Abstract
BACKGROUND
Treatment of glioblastoma multiforme (GBM) continues to remain a challenge using conventional treatment. Through an in vitro study we assessed the efficacy of our novel cold atmospheric plasma technology (CAP) to sensitize GBM cells to temozolomide (TMZ).
METHODS
The CAP jet is formed through the discharge (Pk-Pk: 5.8 kV) between a ring grounded cathode and a central anode and with He flow through a glass tube. The discharge process is driven by an AC high voltage (3.16 kV) with a frequency of 12.5 kHz. Human glioblastoma (U87MG) cells were cultured in DMEM supplemented by 1% (v/v) penicillin and streptomycin solution and 10% (v/v) FBS. CAP was delivered to U87 cells in a 96-well plate for 1 min in combination with 10 and 15 μM H2O2. The cell viability was measured by using the MTT assay.
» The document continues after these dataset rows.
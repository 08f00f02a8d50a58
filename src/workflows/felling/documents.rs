//! Document lifecycle: batch upload with aggregated validation, soft
//! delete, permanent removal, and applicant-visibility hiding. Every
//! operation publishes one audit event whether it succeeds or fails.

use std::sync::Arc;

use chrono::{DateTime, Utc};
use serde_json::json;
use uuid::Uuid;

use crate::config::WorkflowConfig;

use super::domain::{
    ActorType, Application, ApplicationId, Document, DocumentId, DocumentPurpose, UserId,
};
use super::repository::{
    ApplicationRepository, AuditEvent, AuditPublisher, ChangeSet, EntityMutation, FileStorage,
    FileStorageError, PersistenceError, RepositoryError,
};

const AUDIT_DOCUMENTS_ADDED: &str = "felling_documents_added";
const AUDIT_DOCUMENT_SOFT_DELETED: &str = "felling_document_soft_deleted";
const AUDIT_DOCUMENT_REMOVED: &str = "felling_document_removed";
const AUDIT_DOCUMENT_VISIBILITY: &str = "felling_document_visibility_updated";

/// One inbound file in a batch upload.
#[derive(Debug, Clone)]
pub struct DocumentUpload {
    pub file_name: String,
    pub content: Vec<u8>,
    pub purpose: DocumentPurpose,
    pub visible_to_applicant: bool,
    pub visible_to_consultee: bool,
}

/// A per-file failure collected during a batch upload.
#[derive(Debug, Clone)]
pub struct DocumentUploadFailure {
    pub file_name: String,
    pub reason: FileStorageError,
}

/// Batch upload result: stored documents plus the failures that did not
/// stop the rest of the batch.
#[derive(Debug, Clone, Default)]
pub struct AddDocumentsOutcome {
    pub added: Vec<Document>,
    pub failures: Vec<DocumentUploadFailure>,
}

/// Failures raised by document lifecycle operations.
#[derive(Debug, thiserror::Error)]
pub enum DocumentError {
    #[error("application not found")]
    ApplicationNotFound,
    #[error("document not found")]
    DocumentNotFound,
    #[error("documents with purpose {0:?} cannot be deleted")]
    PurposeNotRemovable(DocumentPurpose),
    #[error("application already holds the maximum of {limit} documents")]
    TooManyDocuments { limit: usize },
    #[error(transparent)]
    Storage(#[from] FileStorageError),
    #[error(transparent)]
    Repository(#[from] RepositoryError),
    #[error(transparent)]
    Persistence(#[from] PersistenceError),
}

/// Service governing attached files across the application lifecycle.
pub struct DocumentLifecycleService<R, S, A> {
    repository: Arc<R>,
    storage: Arc<S>,
    audit: Arc<A>,
    config: Arc<WorkflowConfig>,
}

impl<R, S, A> DocumentLifecycleService<R, S, A>
where
    R: ApplicationRepository,
    S: FileStorage,
    A: AuditPublisher,
{
    pub fn new(
        repository: Arc<R>,
        storage: Arc<S>,
        audit: Arc<A>,
        config: Arc<WorkflowConfig>,
    ) -> Self {
        Self {
            repository,
            storage,
            audit,
            config,
        }
    }

    /// Store a batch of files. Per-file validation and storage failures are
    /// collected while the remaining files still store and commit; only
    /// structural problems (unknown application, batch over the document
    /// limit) abort the whole call.
    pub fn add_documents(
        &self,
        application_id: ApplicationId,
        attached_by: ActorType,
        uploads: Vec<DocumentUpload>,
        performing_user: UserId,
        now: DateTime<Utc>,
    ) -> Result<AddDocumentsOutcome, DocumentError> {
        let result = self.add_documents_inner(application_id, attached_by, uploads, now);
        self.publish_audit(
            AUDIT_DOCUMENTS_ADDED,
            application_id,
            Some(performing_user),
            match &result {
                Ok(outcome) => json!({
                    "added": outcome.added.len(),
                    "rejected": outcome.failures.len(),
                }),
                Err(error) => json!({ "failure_reason": error.to_string() }),
            },
        );
        result
    }

    fn add_documents_inner(
        &self,
        application_id: ApplicationId,
        attached_by: ActorType,
        uploads: Vec<DocumentUpload>,
        now: DateTime<Utc>,
    ) -> Result<AddDocumentsOutcome, DocumentError> {
        let application = self
            .repository
            .get_application(application_id)?
            .ok_or(DocumentError::ApplicationNotFound)?;

        let live_count = application
            .documents
            .iter()
            .filter(|doc| !doc.is_deleted())
            .count();

        let mut outcome = AddDocumentsOutcome::default();
        let mut accepted = Vec::new();
        for upload in uploads {
            match self.validate_upload(&upload) {
                Ok(()) => accepted.push(upload),
                Err(reason) => outcome.failures.push(DocumentUploadFailure {
                    file_name: upload.file_name,
                    reason,
                }),
            }
        }

        // Only files that survived validation count against the limit.
        let limit = self.config.max_documents_per_application;
        if live_count + accepted.len() > limit {
            return Err(DocumentError::TooManyDocuments { limit });
        }

        let mut changes = ChangeSet::new(application_id);

        for upload in accepted {
            match self
                .storage
                .store_file(application_id, &upload.file_name, &upload.content)
            {
                Ok(location) => {
                    let document = Document {
                        id: DocumentId(Uuid::new_v4()),
                        application_id,
                        purpose: upload.purpose,
                        attached_by,
                        file_name: upload.file_name,
                        location,
                        visible_to_applicant: upload.visible_to_applicant,
                        visible_to_consultee: upload.visible_to_consultee,
                        attached_at: now,
                        deleted_at: None,
                        deleted_by: None,
                    };
                    changes.push(EntityMutation::AddDocument(document.clone()));
                    outcome.added.push(document);
                }
                Err(reason) => outcome.failures.push(DocumentUploadFailure {
                    file_name: upload.file_name,
                    reason,
                }),
            }
        }

        if !changes.is_empty() {
            self.repository.commit(changes)?;
        }
        Ok(outcome)
    }

    fn validate_upload(&self, upload: &DocumentUpload) -> Result<(), FileStorageError> {
        if upload.content.is_empty() {
            return Err(FileStorageError::EmptyContents);
        }
        if upload.content.len() as u64 > self.config.max_file_size_bytes {
            return Err(FileStorageError::FailedValidation(format!(
                "file exceeds maximum size of {} bytes",
                self.config.max_file_size_bytes
            )));
        }
        Ok(())
    }

    /// Soft delete an attachment: the record keeps its deletion timestamp
    /// and deleting user, and the physical file stays put. Removing the
    /// last live woodland management plan document resets the ten-year
    /// licence step to incomplete.
    pub fn soft_delete_document(
        &self,
        application_id: ApplicationId,
        document_id: DocumentId,
        deleted_by: UserId,
        now: DateTime<Utc>,
    ) -> Result<(), DocumentError> {
        let result = self.soft_delete_inner(application_id, document_id, deleted_by, now);
        let purpose = self.purpose_for_audit(application_id, document_id, &result);
        let outcome = result.map(|_| ());
        self.publish_document_audit(
            AUDIT_DOCUMENT_SOFT_DELETED,
            application_id,
            document_id,
            Some(deleted_by),
            purpose,
            &outcome,
        );
        outcome
    }

    fn soft_delete_inner(
        &self,
        application_id: ApplicationId,
        document_id: DocumentId,
        deleted_by: UserId,
        now: DateTime<Utc>,
    ) -> Result<DocumentPurpose, DocumentError> {
        let application = self
            .repository
            .get_application(application_id)?
            .ok_or(DocumentError::ApplicationNotFound)?;
        let document = application
            .document(document_id)
            .ok_or(DocumentError::DocumentNotFound)?;

        if !document.purpose.supports_soft_delete() {
            return Err(DocumentError::PurposeNotRemovable(document.purpose));
        }

        let mut changes = ChangeSet::new(application_id);
        changes.push(EntityMutation::SoftDeleteDocument {
            document_id,
            deleted_by,
            deleted_at: now,
        });

        let purpose = document.purpose;
        if purpose == DocumentPurpose::WmpDocument && !has_other_live_wmp(&application, document_id)
        {
            let mut step_status = application.step_status.clone();
            step_status.ten_year_licence = Some(false);
            changes.push(EntityMutation::UpdateStepStatus(step_status));
        }

        self.repository.commit(changes)?;
        Ok(purpose)
    }

    /// Permanently remove a transient document. The physical file goes
    /// first; the repository record is only removed once storage succeeds.
    pub fn remove_document_permanently(
        &self,
        application_id: ApplicationId,
        document_id: DocumentId,
        performing_user: UserId,
    ) -> Result<(), DocumentError> {
        let result = self.remove_inner(application_id, document_id);
        let purpose = self.purpose_for_audit(application_id, document_id, &result);
        let outcome = result.map(|_| ());
        self.publish_document_audit(
            AUDIT_DOCUMENT_REMOVED,
            application_id,
            document_id,
            Some(performing_user),
            purpose,
            &outcome,
        );
        outcome
    }

    fn remove_inner(
        &self,
        application_id: ApplicationId,
        document_id: DocumentId,
    ) -> Result<DocumentPurpose, DocumentError> {
        let document = self
            .repository
            .get_document(application_id, document_id)?
            .ok_or(DocumentError::DocumentNotFound)?;

        self.storage.remove_file(&document.location)?;

        let mut changes = ChangeSet::new(application_id);
        changes.push(EntityMutation::RemoveDocument { document_id });
        self.repository.commit(changes)?;
        Ok(document.purpose)
    }

    /// Hide a document from the applicant. Idempotent: hiding an already
    /// hidden document succeeds without change.
    pub fn hide_from_applicant(
        &self,
        application_id: ApplicationId,
        document_id: DocumentId,
        performing_user: UserId,
    ) -> Result<(), DocumentError> {
        let result = self.hide_inner(application_id, document_id);
        let purpose = self.purpose_for_audit(application_id, document_id, &result);
        let outcome = result.map(|_| ());
        self.publish_document_audit(
            AUDIT_DOCUMENT_VISIBILITY,
            application_id,
            document_id,
            Some(performing_user),
            purpose,
            &outcome,
        );
        outcome
    }

    fn hide_inner(
        &self,
        application_id: ApplicationId,
        document_id: DocumentId,
    ) -> Result<DocumentPurpose, DocumentError> {
        let document = self
            .repository
            .get_document(application_id, document_id)?
            .ok_or(DocumentError::DocumentNotFound)?;

        let mut changes = ChangeSet::new(application_id);
        changes.push(EntityMutation::SetDocumentVisibility {
            document_id,
            visible_to_applicant: false,
            visible_to_consultee: document.visible_to_consultee,
        });
        self.repository.commit(changes)?;
        Ok(document.purpose)
    }

    /// The purpose recorded in the audit payload. The success path hands it
    /// back from the operation's own read; a permanent removal has already
    /// deleted the record by publish time, so a fresh lookup would find
    /// nothing. Failures fall back to a lookup since the record, if it ever
    /// existed, is still in place.
    fn purpose_for_audit(
        &self,
        application_id: ApplicationId,
        document_id: DocumentId,
        result: &Result<DocumentPurpose, DocumentError>,
    ) -> Option<DocumentPurpose> {
        match result {
            Ok(purpose) => Some(*purpose),
            Err(_) => self
                .repository
                .get_document(application_id, document_id)
                .ok()
                .flatten()
                .map(|doc| doc.purpose),
        }
    }

    fn publish_document_audit(
        &self,
        name: &'static str,
        application_id: ApplicationId,
        document_id: DocumentId,
        user: Option<UserId>,
        purpose: Option<DocumentPurpose>,
        result: &Result<(), DocumentError>,
    ) {
        let payload = match result {
            Ok(()) => json!({ "purpose": purpose, "document_id": document_id }),
            Err(error) => json!({
                "purpose": purpose,
                "document_id": document_id,
                "failure_reason": error.to_string(),
            }),
        };
        self.publish_audit(name, application_id, user, payload);
    }

    fn publish_audit(
        &self,
        name: &'static str,
        application_id: ApplicationId,
        user_id: Option<UserId>,
        payload: serde_json::Value,
    ) {
        if let Err(error) = self.audit.publish(AuditEvent {
            name,
            application_id,
            user_id,
            payload,
        }) {
            tracing::warn!(event = name, %application_id, "audit publish failed: {error}");
        }
    }
}

fn has_other_live_wmp(application: &Application, excluding: DocumentId) -> bool {
    application
        .live_documents(DocumentPurpose::WmpDocument)
        .any(|doc| doc.id != excluding)
}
We then tested TMZ concentrations of 10 and 50 uM. Cell viability was monitored with the Cell Titer Glo 2.0. luminescent assay. All experiments were performed in triplicate and were independently repeated at least 3 times.
RESULTS
We identified an activation state of U87MG cells after the plasma treatment. This activation state resulted in GBM cells sensitized to reactive species identified by decreased cell viability after treatment with H2O2 as compared to the H2O2 treatment alone (p< 0.005). In addition, the plasma-activated cells were sensitized to TMZ. Cells treated with CAP in combination with TMZ displayed decreased cell viability at TMZ concentrations of (10 uM) (p< 0.05) and (50 uM) (p< 0.005) as compared to TMZ alone.
CONCLUSIONS
This study demonstrates the activation phenomenon on GBM cells via direct CAP treatment. Due to this activation, the GBM cells were sensitized to both H2O2 and TMZ identified via decreased cell viability. Future work looks to assess this effect of cell activation/sensitization with chemotherapy plus radiation treatment.